Как Феррари ни старался, но до 1923 года прийти к финишу первым ему не удавалось. Только на гонках, именовавшихся «Circuito di Savio», или «Кольцо Ca-вио», Феррари первым увидел на финише отмашку клетчатого флага, что возвело его в ранг победителя. Эти знаменательные гонки проводились 17 июня на дороге вокруг Равенны. Местами дорога петляла среди соснового леса, но были и прямые участки, где можно было развить предельную скорость. Старт и финиш находились у базилики Святого Аполлинария. Пройдя в общей сложности 225 миль и оставив позади 15 конкурентов, Феррари и его молодой механик Джулио Рампони пересекли финишную черту и тут же были извлечены из машины и подняты на руки восторженными зрителями, которые, стремясь приветствовать победителей, смяли полицейские кордоны. Вечером, когда усталый Феррари готовился отбыть домой в Модену на своей запыленной Alfa Romeo, его неожиданно представили графу Энрико Баракка — отцу знаменитого аса Первой мировой войны, в чьей эскадрилье служил брат Феррари — Дино. «После того как знакомство состоялось, — писал Феррари, — последовали и другие встречи с семейством Баракка. У них дома я познакомился с матерью летчика — графиней Паолиной. Как-то раз она мне сказала: «Феррари, изобразите на своей машине вздыбленную лошадь, которая была нарисована на борту самолета моего сына. Его эмблема принесет вам удачу». У меня до сих пор хранится фотография летчика, где на обороте есть своего рода дарственная: его родители написали, что передают эмблему сына мне. Лошадь на борту самолета черная. Такой и осталась — я лишь добавил желтый фон, поскольку желтый цвет — это цвет Модены».

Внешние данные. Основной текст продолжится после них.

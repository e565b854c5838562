pub mod a001_ticket;
pub mod a002_spare_part;
pub mod a003_ticket_form;
pub mod common;
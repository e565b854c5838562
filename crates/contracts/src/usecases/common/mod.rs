//! Общие типы сценариев

pub mod usecase_metadata;

pub use usecase_metadata::UseCaseMetadata;
pub mod app;
pub mod dashboards;
pub mod domain;
pub mod layout;
pub mod routes;
pub mod shared;
pub mod usecases;

use leptos::task::spawn_local;
use wasm_bindgen::prelude::wasm_bindgen;

use crate::shared::config::{install, load_client_config};

#[wasm_bindgen]
pub fn hydrate() {
    // initializes logging using the `log` crate
    _ = console_log::init_with_level(log::Level::Debug);
    console_error_panic_hook::set_once();

    // конфигурация фиксируется до первого рендера
    spawn_local(async {
        install(load_client_config().await);
        leptos::mount::mount_to_body(app::App);
    });
}

#[wasm_bindgen(start)]
pub fn start() {
    hydrate();
}
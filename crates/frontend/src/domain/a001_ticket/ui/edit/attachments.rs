use contracts::shared::validation::{
    validate_attachments, AttachmentMeta, MAX_ATTACHMENTS, MAX_ATTACHMENT_MB,
};
use leptos::prelude::*;
use wasm_bindgen::JsCast;
use web_sys::{File, HtmlInputElement};

use super::model::Attachment;
use super::view_model::TicketEditViewModel;
use crate::shared::icons::icon;
use crate::shared::toast::use_toast;

fn meta(file: &File) -> AttachmentMeta {
    AttachmentMeta {
        name: file.name(),
        mime: file.type_(),
        size_bytes: file.size() as u64,
    }
}

fn preview_url(file: &File) -> Option<String> {
    match web_sys::Url::create_object_url_with_blob(file) {
        Ok(url) => Some(url),
        Err(e) => {
            log::warn!("No preview for {}: {:?}", file.name(), e);
            None
        }
    }
}

/// Выбор изображений к тикету с проверкой и превью
#[component]
pub fn AttachmentsSection(vm: TicketEditViewModel) -> impl IntoView {
    let toast = use_toast();

    let on_change = move |ev: leptos::ev::Event| {
        let Some(input) = ev
            .target()
            .and_then(|t| t.dyn_into::<HtmlInputElement>().ok())
        else {
            return;
        };
        let files: Vec<File> = input
            .files()
            .map(|list| (0..list.length()).filter_map(|i| list.get(i)).collect())
            .unwrap_or_default();

        let metas: Vec<AttachmentMeta> = files.iter().map(meta).collect();
        if let Err(e) = validate_attachments(&metas, MAX_ATTACHMENTS, MAX_ATTACHMENT_MB) {
            toast.error(e.to_string());
            input.set_value("");
            return;
        }

        let attachments = files
            .iter()
            .zip(metas)
            .map(|(file, meta)| Attachment {
                meta,
                preview_url: preview_url(file),
            })
            .collect();
        vm.replace_attachments(attachments);
    };

    view! {
        <section class="edit-section">
            <div class="edit-section__header">
                <h4>{icon("image")} " Imágenes"</h4>
                <small class="text-muted">
                    {format!(
                        "Máximo {} imágenes de hasta {}MB cada una",
                        MAX_ATTACHMENTS,
                        MAX_ATTACHMENT_MB,
                    )}
                </small>
            </div>
            <input
                type="file"
                id="images"
                class="form-control"
                accept="image/*"
                multiple=true
                on:change=on_change
            />
            <div class="image-preview">
                {move || {
                    vm.attachments
                        .get()
                        .into_iter()
                        .enumerate()
                        .map(|(i, file)| {
                            view! {
                                <div class="image-preview__item">
                                    {file
                                        .preview_url
                                        .map(|src| view! { <img src=src alt=file.meta.name.clone()/> })}
                                    <div class="image-preview__name">{file.meta.name.clone()}</div>
                                    <button
                                        type="button"
                                        class="btn btn-danger btn-sm"
                                        on:click=move |_| vm.remove_attachment(i)
                                    >
                                        {icon("trash")}
                                        " Eliminar"
                                    </button>
                                </div>
                            }
                        })
                        .collect_view()
                }}
            </div>
        </section>
    }
}
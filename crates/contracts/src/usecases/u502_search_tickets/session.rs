use crate::shared::api_response::StatusEnvelope;

pub const SEARCH_FAILED: &str = "Error al realizar la búsqueda";

/// Состояние единого поиска по таблице тикетов
///
/// Пока показаны результаты, серверная пагинация скрыта; `clear` возвращает
/// исходное содержимое таблицы.
#[derive(Debug, Clone, PartialEq, Eq, Default)]
pub enum SearchSession {
    #[default]
    Idle,
    Loading {
        term: String,
    },
    Results {
        term: String,
        html: String,
        message: String,
        total: u64,
    },
    Failed {
        message: String,
    },
}

impl SearchSession {
    pub fn start(term: String) -> Self {
        SearchSession::Loading { term }
    }

    /// Разбор ответа сервера
    pub fn from_envelope(term: String, envelope: StatusEnvelope) -> Self {
        if !envelope.is_success() {
            return SearchSession::Failed {
                message: envelope
                    .message
                    .filter(|m| !m.trim().is_empty())
                    .unwrap_or_else(|| SEARCH_FAILED.to_string()),
            };
        }
        let total = envelope.total_results.unwrap_or(0);
        SearchSession::Results {
            term: envelope.search_term.unwrap_or(term),
            html: envelope.html.unwrap_or_default(),
            message: envelope
                .message
                .unwrap_or_else(|| results_message(total)),
            total,
        }
    }

    pub fn fail(message: impl Into<String>) -> Self {
        let message = message.into();
        SearchSession::Failed {
            message: if message.trim().is_empty() {
                SEARCH_FAILED.to_string()
            } else {
                message
            },
        }
    }

    pub fn clear(&self) -> Self {
        SearchSession::Idle
    }

    pub fn is_loading(&self) -> bool {
        matches!(self, SearchSession::Loading { .. })
    }

    /// Поиск активен: таблица показывает не исходные строки
    pub fn is_active(&self) -> bool {
        matches!(
            self,
            SearchSession::Loading { .. } | SearchSession::Results { .. }
        )
    }

    pub fn pagination_visible(&self) -> bool {
        !self.is_active()
    }

    pub fn results_html(&self) -> Option<&str> {
        match self {
            SearchSession::Results { html, .. } => Some(html.as_str()),
            _ => None,
        }
    }
}

/// Подпись под строкой поиска
pub fn results_message(total: u64) -> String {
    match total {
        0 => "No se encontraron resultados".to_string(),
        1 => "Se encontró 1 resultado".to_string(),
        n => format!("Se encontraron {} resultados", n),
    }
}

#[cfg(test)]
mod tests {
    use super::*;

    #[test]
    fn test_session_lifecycle() {
        let s = SearchSession::start("moto".into());
        assert!(s.is_loading());
        assert!(!s.pagination_visible());

        let env = StatusEnvelope {
            status: "success".into(),
            html: Some("<tr><td>1</td></tr>".into()),
            message: None,
            total_results: Some(2),
            search_term: Some("moto".into()),
        };
        let s = SearchSession::from_envelope("moto".into(), env);
        assert_eq!(s.results_html(), Some("<tr><td>1</td></tr>"));
        assert!(!s.pagination_visible());
        if let SearchSession::Results { message, total, .. } = &s {
            assert_eq!(*total, 2);
            assert_eq!(message, "Se encontraron 2 resultados");
        }

        let s = s.clear();
        assert_eq!(s, SearchSession::Idle);
        assert!(s.pagination_visible());
    }

    #[test]
    fn test_error_envelope() {
        let env = StatusEnvelope {
            status: "error".into(),
            message: Some("Sin permisos".into()),
            ..Default::default()
        };
        let s = SearchSession::from_envelope("x".into(), env);
        assert_eq!(
            s,
            SearchSession::Failed {
                message: "Sin permisos".into()
            }
        );
        assert!(s.pagination_visible());
        assert_eq!(
            SearchSession::fail(""),
            SearchSession::Failed {
                message: SEARCH_FAILED.into()
            }
        );
    }
}
pub mod api;
pub mod view;

pub use view::{SearchResultsBody, UnifiedSearch};
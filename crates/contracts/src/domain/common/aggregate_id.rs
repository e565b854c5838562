use serde::{de::DeserializeOwned, Serialize};
use std::hash::Hash;

/// Трейт для типов идентификаторов агрегатов
pub trait AggregateId:
    Clone + Copy + PartialEq + Eq + Hash + Serialize + DeserializeOwned + std::fmt::Debug
{
    /// Преобразовать ID в строку (сегмент URL, поле формы)
    fn as_string(&self) -> String;

    /// Создать ID из строки (параметр маршрута)
    fn from_string(s: &str) -> Result<Self, String>;
}

impl AggregateId for i64 {
    fn as_string(&self) -> String {
        ToString::to_string(self)
    }

    fn from_string(s: &str) -> Result<Self, String> {
        s.trim()
            .parse::<i64>()
            .map_err(|e| format!("Invalid i64: {}", e))
    }
}

#[cfg(test)]
mod tests {
    use super::*;

    #[test]
    fn test_i64_round_trip() {
        assert_eq!(i64::from_string(" 42 "), Ok(42));
        assert_eq!(42_i64.as_string(), "42");
        assert!(i64::from_string("abc").is_err());
    }
}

Рассказ Феррари о том, как он обрел «cavallino rampante» — «вздыбленную лошадь», — ставшую потом фирменным знаком его компании, символом его личного успеха, и побед его команды, вызвал (и до сих нор вызывает) у журналистов и спортивной общественности известные сомнения. Некоторые считают, что черная лошадь — вовсе не личный знак Баракки, а знак всей эскадрильи 912, а стало быть, родители пилота передать этот знак Феррари не могли. Другие заявляют, что черная вздыбленная лошадь является гербом города Штутгарта, который Баракка вырезал из полотна, обтягивающего фюзеляж сбитого им немецкого самолета, и налепил на борт своего аэроплана. Такого рода памятными сувенирами обзаводились пилоты обеих воюющих сторон — в том случае, конечно, если летчикам удавалось обнаружить место падения вражеского аппарата. Интересно, что Баракка и в самом деле сбил немецкий Albatros, пилот которого был родом из Штутгарта и намалевал у себя на борту изображение герба родного города. Бой произошел неподалеку от Удине, над Толмеццо, в ноябре 1916 года.
Тот факт, что Феррари до 1932 года эту эмблему с лошадью не использовал, позволял журналистам еще больше усомниться в правдивости истории о разговоре с графиней, которую Феррари рассказывал всем и каждому. Многие считали, что он выдумал ее, чтобы добавить колорита начавшему формироваться вокруг его имени и жизни мифу. Феррари, несомненно, осознавал глубинный смысл этой истории, как, равным образом, и ценность эмблемы с вздыбленной лошадью, но все дело было в том, что до 1930 года у него не было своей команды, а следовательно, эта эмблема не могла тогда найти практического применения. Но как только он понял, что пришла пора громко заявить о самостоятельности созданного его усилиями предприятия, как черная лошадь на желтом фоне мгновенно была приспособлена к делу и перекочевала на капоты автомобилей его фирмы.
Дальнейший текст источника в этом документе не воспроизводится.